HCl was used in excess as a further KCl precipitation technique, (not advised anymore really, for THAT)

By this point I was just thinking that the addition of MgSO4 was a bad idea. The following day the prepared H3PO3 seemed a horrible dark honey colour, believed to be impurities. The smell was still strongly present aswell, and it tended to shit one to tears, and in fact it was returned to the oven in the hopes of driving off the H2S, any remaining HCl and hopefully clarify the colour.

This clarification just didn't occur, the solution became a very dark, much darker, almost black, which was disappointing.

So I checked out the merck entry for H2S in the hopes of shedding some light on how to remove it.

Properties:  Flammable, poisonous gas with characteristic odor of rotten eggs, perceptible in air at concns of 0.02-0.13 ppm, sweetish taste. Burns in air with pale blue flame. Ignition temp 260degrees. Explosive limits when mixed with air: lower limit 4.3% by vol, upper limit 46% by vol. mp minus85.49degrees ; bp minus60.33degrees : Giauque, Blue, J. Am. Chem. Soc. 58, 831 (1936) . Heavier than air; 1.5392 g/l (0degrees; 760 mm). d gas 1.19 (air = 1.00) . Vapor pressure 18.75 times 10 5 Pa.

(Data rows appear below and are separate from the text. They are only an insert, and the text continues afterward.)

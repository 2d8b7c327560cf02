// ============================================================
// Layer 2 — TuneUseCase
// ============================================================
// Random search over the hyperparameter grid. Every trial trains
// a fresh model with the same loop as `train`; nothing is saved
// except the trial records:
//
//   <working_dir>/<project_name>/
//     tune_config.json
//     trial_01.json
//     trial_02.json
//     ...
//     best_hyperparameters.json   ← read back by `train`

use anyhow::{Context, Result};
use serde::{Deserialize, Serialize};
use serde_json::Value;
use std::{fs, path::{Path, PathBuf}};

use crate::application::{save_json, train_use_case::TransformedSplits};
use crate::data::dataset::PlacementDataset;
use crate::domain::hyperparams::{HyperParameters, SearchSpace};
use crate::ml::{
    trainer::{run_training, TrainSettings},
    tuner::{RandomSearch, SearchResult},
};

pub const BEST_FILE: &str = "best_hyperparameters.json";

#[derive(Debug, Clone, Serialize, Deserialize)]
pub struct TuneConfig {
    pub transform_dir: String,
    pub working_dir:   String,
    pub project_name:  String,
    pub max_trials:    usize,
    pub space:         SearchSpace,
    pub epochs:        usize,
    pub batch_size:    usize,
    pub patience:      usize,
    pub seed:          u64,
    pub num_workers:   usize,
    pub train_steps:   Option<usize>,
    pub eval_steps:    Option<usize>,
}

impl Default for TuneConfig {
    fn default() -> Self {
        let loop_defaults = TrainSettings::default();
        Self {
            transform_dir: "output/transform".to_string(),
            working_dir:   "output/tuner".to_string(),
            project_name:  "placement_tuning".to_string(),
            max_trials:    10,
            space:         SearchSpace::default(),
            epochs:        loop_defaults.epochs,
            batch_size:    loop_defaults.batch_size,
            patience:      loop_defaults.patience,
            seed:          loop_defaults.seed,
            num_workers:   loop_defaults.num_workers,
            train_steps:   None,
            eval_steps:    None,
        }
    }
}

impl TuneConfig {
    pub fn settings(&self) -> TrainSettings {
        TrainSettings {
            epochs:      self.epochs,
            batch_size:  self.batch_size,
            patience:    self.patience,
            seed:        self.seed,
            num_workers: self.num_workers,
            train_steps: self.train_steps,
            eval_steps:  self.eval_steps,
        }
    }

    pub fn project_dir(&self) -> PathBuf {
        Path::new(&self.working_dir).join(&self.project_name)
    }
}

pub struct TuneUseCase {
    config: TuneConfig,
}

impl TuneUseCase {
    pub fn new(config: TuneConfig) -> Self {
        Self { config }
    }

    pub fn execute(&self) -> Result<SearchResult> {
        let cfg = &self.config;

        let splits = TransformedSplits::load(&cfg.transform_dir)?;

        let project_dir = cfg.project_dir();
        fs::create_dir_all(&project_dir)
            .with_context(|| format!("Cannot create '{}'", project_dir.display()))?;
        save_json(&project_dir.join("tune_config.json"), cfg)?;

        let settings = cfg.settings();
        let search   = RandomSearch::new(cfg.space.clone(), cfg.max_trials, cfg.seed);

        let result = search.run(
            |_, hp| {
                let outcome = run_training(
                    &settings,
                    hp,
                    PlacementDataset::new(splits.train.clone()),
                    PlacementDataset::new(splits.eval.clone()),
                    None,
                )?;
                Ok(outcome.best_val_accuracy())
            },
            |trial| save_json(&project_dir.join(format!("trial_{:02}.json", trial.number)), &trial.to_json()),
        )?;

        let best_path = project_dir.join(BEST_FILE);
        save_json(&best_path, &result.to_json())?;
        tracing::info!("Best hyperparameters written to '{}'", best_path.display());

        Ok(result)
    }
}

/// Read the `values` mapping of a tuning result file.
pub fn load_best_hyperparameters(path: impl AsRef<Path>) -> Result<HyperParameters> {
    let path = path.as_ref();
    let json = fs::read_to_string(path)
        .with_context(|| format!("Cannot read hyperparameters from '{}'", path.display()))?;
    let doc: Value = serde_json::from_str(&json)
        .with_context(|| format!("Malformed hyperparameters file '{}'", path.display()))?;

    let values = doc
        .get("values")
        .and_then(Value::as_object)
        .with_context(|| format!("'{}' has no \"values\" object", path.display()))?;

    Ok(HyperParameters::from_values(values)?)
}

One gram H 2 S dissolves in 187 ml water at 10degrees, in 242 ml water at 20degrees, in 314 ml water at 30degrees; in 94.3 ml abs alcohol at 20degrees; in 48.5 ml ether at 20degrees. Sol in glycerol, gasoline, kerosene, carbon disulfide, crude oil. Water solns of H 2 S are not stable, absorbed oxygen causes the formation of elemental sulfur, and the solns become turbid rapidly. In a 50:50 v/v mixture of glycerol and water the precipitation of sulfur is retar ded considerably. pH of freshly prepd satd water soln 4.5. pKa 1 7.04; pKa 2 11.96. LC 50 in mice, rats ( ppm ): 634 , 712 (1 hr inhalation ) (Vernot) . LC 50 in rats ( ppm ): 444 (4 hr inhalation ) (Tansy) .

What I think is that H2S and H3PO3 stabilise eachother, especially when kept cool, and the H3PO3 stops too much elemental S from precipitating, and maintaining a good amount of H2S dissolved and fused with it. Similar to how glycerol does. That's what I suspect...but I KNOW that it contains H2S.

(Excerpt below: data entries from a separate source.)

// ============================================================
// Layer 5 — Random Search Tuner
// ============================================================
// Draws points from the discrete SearchSpace, trains one fresh
// model per point, and keeps the point with the best objective.
//
//   objective:  val_binary_accuracy (max over a trial's epochs)
//   trials:     10 by default
//   duplicates: a point already tried is redrawn, up to
//               MAX_COLLISIONS times; after that the grid is
//               treated as exhausted and the search ends early
//   ties:       the earlier trial wins
//
// The evaluation itself is injected, so the search can be
// driven by real training or by a stub in tests.

use anyhow::{bail, Result};
use rand::{rngs::StdRng, SeedableRng};
use serde_json::{json, Value};
use std::collections::HashSet;

use crate::domain::hyperparams::{HyperParameters, SearchSpace};

pub const OBJECTIVE: &str = "val_binary_accuracy";

const MAX_COLLISIONS: usize = 20;

/// One completed trial.
#[derive(Debug, Clone, PartialEq)]
pub struct Trial {
    /// 1-based trial number
    pub number:          usize,
    pub hyperparameters: HyperParameters,
    pub score:           f64,
}

impl Trial {
    pub fn to_json(&self) -> Value {
        json!({
            "trial":     self.number,
            "values":    self.hyperparameters.to_values(),
            "objective": OBJECTIVE,
            "score":     self.score,
        })
    }
}

#[derive(Debug, Clone)]
pub struct SearchResult {
    pub best:   Trial,
    pub trials: Vec<Trial>,
}

impl SearchResult {
    /// The hand-off document read back by the trainer.
    pub fn to_json(&self) -> Value {
        json!({
            "values": self.best.hyperparameters.to_values(),
            "score":  self.best.score,
            "trials": self.trials.iter().map(Trial::to_json).collect::<Vec<_>>(),
        })
    }
}

#[derive(Debug, Clone)]
pub struct RandomSearch {
    pub space:      SearchSpace,
    pub max_trials: usize,
    pub seed:       u64,
}

impl RandomSearch {
    pub fn new(space: SearchSpace, max_trials: usize, seed: u64) -> Self {
        Self { space, max_trials, seed }
    }

    /// Run the search.
    ///
    /// `evaluate` trains and scores one point; `on_trial` is called
    /// after every completed trial. Any error aborts the search.
    pub fn run<E, T>(&self, mut evaluate: E, mut on_trial: T) -> Result<SearchResult>
    where
        E: FnMut(usize, &HyperParameters) -> Result<f64>,
        T: FnMut(&Trial) -> Result<()>,
    {
        if self.space.is_empty() {
            bail!("search space has no points");
        }
        if self.max_trials == 0 {
            bail!("max_trials must be positive");
        }

        tracing::info!(
            "Random search: up to {} trials over {} grid points, objective {}",
            self.max_trials,
            self.space.cardinality(),
            OBJECTIVE,
        );

        let mut rng = StdRng::seed_from_u64(self.seed);
        let mut seen: HashSet<String> = HashSet::new();
        let mut trials: Vec<Trial> = Vec::new();
        let mut best: Option<Trial> = None;

        for number in 1..=self.max_trials {
            let Some(hp) = self.next_unseen(&mut rng, &mut seen) else {
                tracing::info!("Search space exhausted after {} trials", trials.len());
                break;
            };

            tracing::info!("Trial {}/{}: {:?}", number, self.max_trials, hp);
            let score = evaluate(number, &hp)?;
            let trial = Trial { number, hyperparameters: hp, score };
            tracing::info!("Trial {} {} = {:.4}", number, OBJECTIVE, score);

            on_trial(&trial)?;

            if best.as_ref().map_or(true, |b| trial.score > b.score) {
                best = Some(trial.clone());
            }
            trials.push(trial);
        }

        match best {
            Some(best) => {
                tracing::info!("Best trial {} with {} = {:.4}", best.number, OBJECTIVE, best.score);
                Ok(SearchResult { best, trials })
            }
            None => bail!("no trials completed"),
        }
    }

    fn next_unseen(&self, rng: &mut StdRng, seen: &mut HashSet<String>) -> Option<HyperParameters> {
        for _ in 0..=MAX_COLLISIONS {
            let hp = self.space.sample(rng);
            if seen.insert(point_key(&hp)) {
                return Some(hp);
            }
        }
        None
    }
}

fn point_key(hp: &HyperParameters) -> String {
    Value::Object(hp.to_values()).to_string()
}

#[cfg(test)]
mod tests {
    use super::*;

    fn tiny_space() -> SearchSpace {
        SearchSpace {
            embedding_dim: vec![4, 8],
            unit_1:        vec![128],
            dropout_1:     vec![0.2],
            unit_2:        vec![64],
            dropout_2:     vec![0.2],
            unit_3:        vec![32],
            dropout_3:     vec![0.2],
            learning_rate: vec![0.001],
        }
    }

    #[test]
    fn test_never_repeats_a_point() {
        let search = RandomSearch::new(SearchSpace::default(), 10, 7);
        let result = search.run(|_, hp| Ok(hp.unit_1 as f64), |_| Ok(())).unwrap();

        assert_eq!(result.trials.len(), 10);
        let keys: HashSet<String> = result.trials.iter().map(|t| point_key(&t.hyperparameters)).collect();
        assert_eq!(keys.len(), 10);
        assert!(result.trials.iter().all(|t| search.space.contains(&t.hyperparameters)));
    }

    #[test]
    fn test_stops_early_when_grid_exhausted() {
        let search = RandomSearch::new(tiny_space(), 10, 1);
        let mut calls = 0;
        let result = search.run(|_, _| { calls += 1; Ok(0.5) }, |_| Ok(())).unwrap();
        assert_eq!(result.trials.len(), 2);
        assert_eq!(calls, 2);
    }

    #[test]
    fn test_best_score_wins_and_ties_keep_earlier() {
        let search = RandomSearch::new(tiny_space(), 2, 3);
        let result = search.run(|_, _| Ok(0.8), |_| Ok(())).unwrap();
        assert_eq!(result.best.number, 1);

        let result = search
            .run(|n, _| Ok(if n == 2 { 0.9 } else { 0.7 }), |_| Ok(()))
            .unwrap();
        assert_eq!(result.best.number, 2);
        assert_eq!(result.best.score, 0.9);
    }

    #[test]
    fn test_same_seed_same_trials() {
        let a = RandomSearch::new(SearchSpace::default(), 5, 42).run(|_, _| Ok(0.0), |_| Ok(())).unwrap();
        let b = RandomSearch::new(SearchSpace::default(), 5, 42).run(|_, _| Ok(0.0), |_| Ok(())).unwrap();
        assert_eq!(a.trials, b.trials);
    }

    #[test]
    fn test_trial_callback_sees_every_trial() {
        let mut numbers = Vec::new();
        RandomSearch::new(SearchSpace::default(), 3, 9)
            .run(|_, _| Ok(0.5), |t| { numbers.push(t.number); Ok(()) })
            .unwrap();
        assert_eq!(numbers, vec![1, 2, 3]);
    }

    #[test]
    fn test_evaluation_error_aborts() {
        let search = RandomSearch::new(SearchSpace::default(), 3, 9);
        let err = search.run(|n, _| if n == 2 { bail!("boom") } else { Ok(0.5) }, |_| Ok(()));
        assert!(err.is_err());
    }

    #[test]
    fn test_hand_off_document_shape() {
        let result = RandomSearch::new(tiny_space(), 1, 0).run(|_, _| Ok(0.75), |_| Ok(())).unwrap();
        let doc = result.to_json();
        assert_eq!(doc["score"], 0.75);
        assert_eq!(doc["trials"].as_array().unwrap().len(), 1);
        let hp = HyperParameters::from_values(doc["values"].as_object().unwrap()).unwrap();
        assert_eq!(hp, result.best.hyperparameters);
    }
}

I KNOW that a small amount of MgSO4 is all that is required to produce this effect.

Someone else knows that, H2S is liberated during a reaction when H3PO3 is prepared like this.

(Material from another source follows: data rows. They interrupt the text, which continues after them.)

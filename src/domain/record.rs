// ============================================================
// Layer 3 — Record Types
// ============================================================
// RawRecord          one candidate's profile as read from the
//                    corpus (JSON numbers or strings per field)
// TransformedRecord  the same candidate after the fitted
//                    transform: scaled floats, vocabulary
//                    indices and a 0/1 label
//
// A TransformedRecord serialises to a flat JSON object whose
// keys are exactly the transformed feature names, e.g.
//   {"ssc_p_xf":0.61,...,"gender_xf":1,...,"status_xf":1.0}
//
// Reference: Rust Book §8 (Hash Maps), serde_json docs

use anyhow::{anyhow, bail, Result};
use serde::{Deserialize, Serialize};
use serde_json::{Map, Value};
use std::collections::BTreeMap;

use crate::domain::schema::{FeatureKind, FeatureSchema, FEATURES_TO_DROP};

/// One raw placement record.
///
/// Values are kept as JSON so that a percentage stored as the
/// string "67.5" and one stored as the number 67.5 are both
/// accepted and cast explicitly by the transform.
#[derive(Debug, Clone, Default, PartialEq, Serialize, Deserialize)]
#[serde(transparent)]
pub struct RawRecord {
    fields: BTreeMap<String, Value>,
}

impl RawRecord {
    pub fn new() -> Self {
        Self::default()
    }

    /// Build a record from a JSON object, dropping the leaky fields.
    pub fn from_json_object(object: Map<String, Value>) -> Self {
        let mut record = Self { fields: object.into_iter().collect() };
        record.drop_leaky_fields();
        record
    }

    /// Build a record from string pairs (e.g. a submitted form).
    pub fn from_strings<'a, I>(pairs: I) -> Self
    where
        I: IntoIterator<Item = (&'a str, &'a str)>,
    {
        let mut record = Self::new();
        for (key, value) in pairs {
            record.set(key, Value::String(value.to_string()));
        }
        record.drop_leaky_fields();
        record
    }

    pub fn set(&mut self, key: impl Into<String>, value: impl Into<Value>) {
        self.fields.insert(key.into(), value.into());
    }

    pub fn get(&self, key: &str) -> Option<&Value> {
        self.fields.get(key)
    }

    pub fn contains(&self, key: &str) -> bool {
        self.fields.contains_key(key)
    }

    /// Remove `sl_no` and `salary` if present.
    pub fn drop_leaky_fields(&mut self) {
        for key in FEATURES_TO_DROP {
            self.fields.remove(key);
        }
    }

    /// Read a field as a string.
    /// Numbers are rendered with their JSON representation.
    pub fn get_str(&self, key: &str) -> Option<String> {
        match self.fields.get(key)? {
            Value::String(s) => Some(s.clone()),
            Value::Null => None,
            other => Some(other.to_string()),
        }
    }
}

/// A record after the fitted transform.
#[derive(Debug, Clone, Default, PartialEq)]
pub struct TransformedRecord {
    /// transformed name → scaled value
    pub numeric: BTreeMap<String, f32>,
    /// transformed name → vocabulary index
    pub categorical: BTreeMap<String, i64>,
    /// 1.0 iff the raw label was exactly "Placed"
    pub label: f32,
}

impl TransformedRecord {
    /// Flat JSON object keyed by transformed feature names.
    pub fn to_json(&self, schema: &FeatureSchema) -> Value {
        let mut object = Map::new();
        for (name, value) in &self.numeric {
            object.insert(name.clone(), Value::from(f64::from(*value)));
        }
        for (name, value) in &self.categorical {
            object.insert(name.clone(), Value::from(*value));
        }
        object.insert(schema.label.clone(), Value::from(f64::from(self.label)));
        Value::Object(object)
    }

    /// Decode a transformed record according to the schema.
    /// Every transformed feature must be present with the right type.
    pub fn from_json(value: &Value, schema: &FeatureSchema) -> Result<Self> {
        let object = value
            .as_object()
            .ok_or_else(|| anyhow!("transformed record is not a JSON object"))?;

        let mut record = TransformedRecord::default();
        for (name, kind) in schema.transformed_features() {
            let field = object
                .get(&name)
                .ok_or_else(|| anyhow!("transformed record is missing '{name}'"))?;
            match kind {
                FeatureKind::Float => {
                    let v = field
                        .as_f64()
                        .ok_or_else(|| anyhow!("'{name}' is not a float: {field}"))?;
                    record.numeric.insert(name, v as f32);
                }
                FeatureKind::Int => {
                    let v = field
                        .as_i64()
                        .ok_or_else(|| anyhow!("'{name}' is not an integer: {field}"))?;
                    record.categorical.insert(name, v);
                }
                FeatureKind::Label => {
                    let v = field
                        .as_f64()
                        .ok_or_else(|| anyhow!("'{name}' is not a float label: {field}"))?;
                    if v != 0.0 && v != 1.0 {
                        bail!("label '{name}' must be 0.0 or 1.0, got {v}");
                    }
                    record.label = v as f32;
                }
            }
        }
        Ok(record)
    }

    /// Model input values in schema order.
    /// Fails if any named input is absent — the model cannot be
    /// invoked with a partial or differently named feature set.
    pub fn ordered_inputs(&self, schema: &FeatureSchema) -> Result<(Vec<f32>, Vec<i64>)> {
        if self.numeric.len() != schema.numeric.len()
            || self.categorical.len() != schema.categorical.len()
        {
            bail!(
                "expected {} numeric and {} categorical inputs, got {} and {}",
                schema.numeric.len(),
                schema.categorical.len(),
                self.numeric.len(),
                self.categorical.len()
            );
        }
        let numeric = schema
            .numeric
            .iter()
            .map(|n| {
                self.numeric
                    .get(n)
                    .copied()
                    .ok_or_else(|| anyhow!("missing numeric input '{n}'"))
            })
            .collect::<Result<Vec<_>>>()?;
        let categorical = schema
            .categorical
            .iter()
            .map(|n| {
                self.categorical
                    .get(n)
                    .copied()
                    .ok_or_else(|| anyhow!("missing categorical input '{n}'"))
            })
            .collect::<Result<Vec<_>>>()?;
        Ok((numeric, categorical))
    }
}

#[cfg(test)]
mod tests {
    use super::*;
    use serde_json::json;

    fn sample_transformed() -> TransformedRecord {
        let schema = FeatureSchema::placement();
        let mut r = TransformedRecord { label: 1.0, ..Default::default() };
        for (i, n) in schema.numeric.iter().enumerate() {
            r.numeric.insert(n.clone(), i as f32 / 10.0);
        }
        for (i, n) in schema.categorical.iter().enumerate() {
            r.categorical.insert(n.clone(), i as i64);
        }
        r
    }

    #[test]
    fn test_leaky_fields_are_dropped() {
        let obj = json!({"sl_no": 1, "salary": 270000, "ssc_p": 67.0})
            .as_object()
            .cloned()
            .unwrap();
        let r = RawRecord::from_json_object(obj);
        assert!(!r.contains("sl_no"));
        assert!(!r.contains("salary"));
        assert!(r.contains("ssc_p"));
    }

    #[test]
    fn test_get_str_renders_numbers() {
        let mut r = RawRecord::new();
        r.set("workex", "Yes");
        r.set("ssc_p", 67.5);
        assert_eq!(r.get_str("workex").as_deref(), Some("Yes"));
        assert_eq!(r.get_str("ssc_p").as_deref(), Some("67.5"));
        assert_eq!(r.get_str("absent"), None);
    }

    #[test]
    fn test_transformed_json_uses_transformed_names() {
        let schema = FeatureSchema::placement();
        let value  = sample_transformed().to_json(&schema);
        let obj    = value.as_object().unwrap();
        assert_eq!(obj.len(), 13);
        assert!(obj.keys().all(|k| k.ends_with("_xf")));
        assert_eq!(obj["status_xf"], json!(1.0));
    }

    #[test]
    fn test_decode_rejects_missing_feature() {
        let schema = FeatureSchema::placement();
        let mut value = sample_transformed().to_json(&schema);
        value.as_object_mut().unwrap().remove("mba_p_xf");
        let err = TransformedRecord::from_json(&value, &schema).unwrap_err();
        assert!(err.to_string().contains("mba_p_xf"));
    }

    #[test]
    fn test_decode_rejects_float_categorical() {
        let schema = FeatureSchema::placement();
        let mut value = sample_transformed().to_json(&schema);
        value["gender_xf"] = json!(1.5);
        assert!(TransformedRecord::from_json(&value, &schema).is_err());
    }

    #[test]
    fn test_ordered_inputs_follow_schema() {
        let schema = FeatureSchema::placement();
        let (num, cat) = sample_transformed().ordered_inputs(&schema).unwrap();
        assert_eq!(num, vec![0.0, 0.1, 0.2, 0.3, 0.4]);
        assert_eq!(cat, vec![0, 1, 2, 3, 4, 5, 6]);
    }

    #[test]
    fn test_ordered_inputs_reject_renamed_feature() {
        let schema = FeatureSchema::placement();
        let mut r  = sample_transformed();
        let v      = r.numeric.remove("ssc_p_xf").unwrap();
        r.numeric.insert("ssc_p".to_string(), v);
        assert!(r.ordered_inputs(&schema).is_err());
    }
}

This is so fucken cool, do a search by halfkast, stimulants forum, and in the post content type either rotten or eggs, where I ask geezmeister if he's ever noted that particular scent at the beginning of a phos acid synth.

I had to re-write this, proxy packed up. I was so pissed off, this one lacks the emotion.

*laughs loudly and strongly from the belly*

Title: redox dilema
Post by: spectralshift on January 25, 2004, 03:50:00 AM
After some thought this is what I suppose is happening

the MgSO4 is being reduced by the H3PO3, atleast when the concentration is high and with elevated temperatures to MgSO3 (sulfite).

The MgSO3 is also oxidised easily to the MgSO4, hindering the overall reaction and production of the end-product, H2S.

I'm not sure if the HCl (excess) plays any role to this point, but I'm semi-confident MgCl2 is formed, because flat leaflets have been seen after rapid cooling. but im still confident it's formed irregargless of whether these leaflets are it.

I wouldn't mind the idea of adding some easily oxidizable substancez to the H3PO3 solution throughout the procedure to try stabilise things (as I think H2S would), thing's like ascorbic acid solution perhaps.


unfortunetly, the H3PO3 being oxidised to H3PO4 by the MgSO4 is the problem, and I've got a feeling it takes quite a lot.
But I think it depends on if and when the excess HCl is able to take part.


Well I'm motivated, I opened a book last night. Heh it was meaningful. Sucker.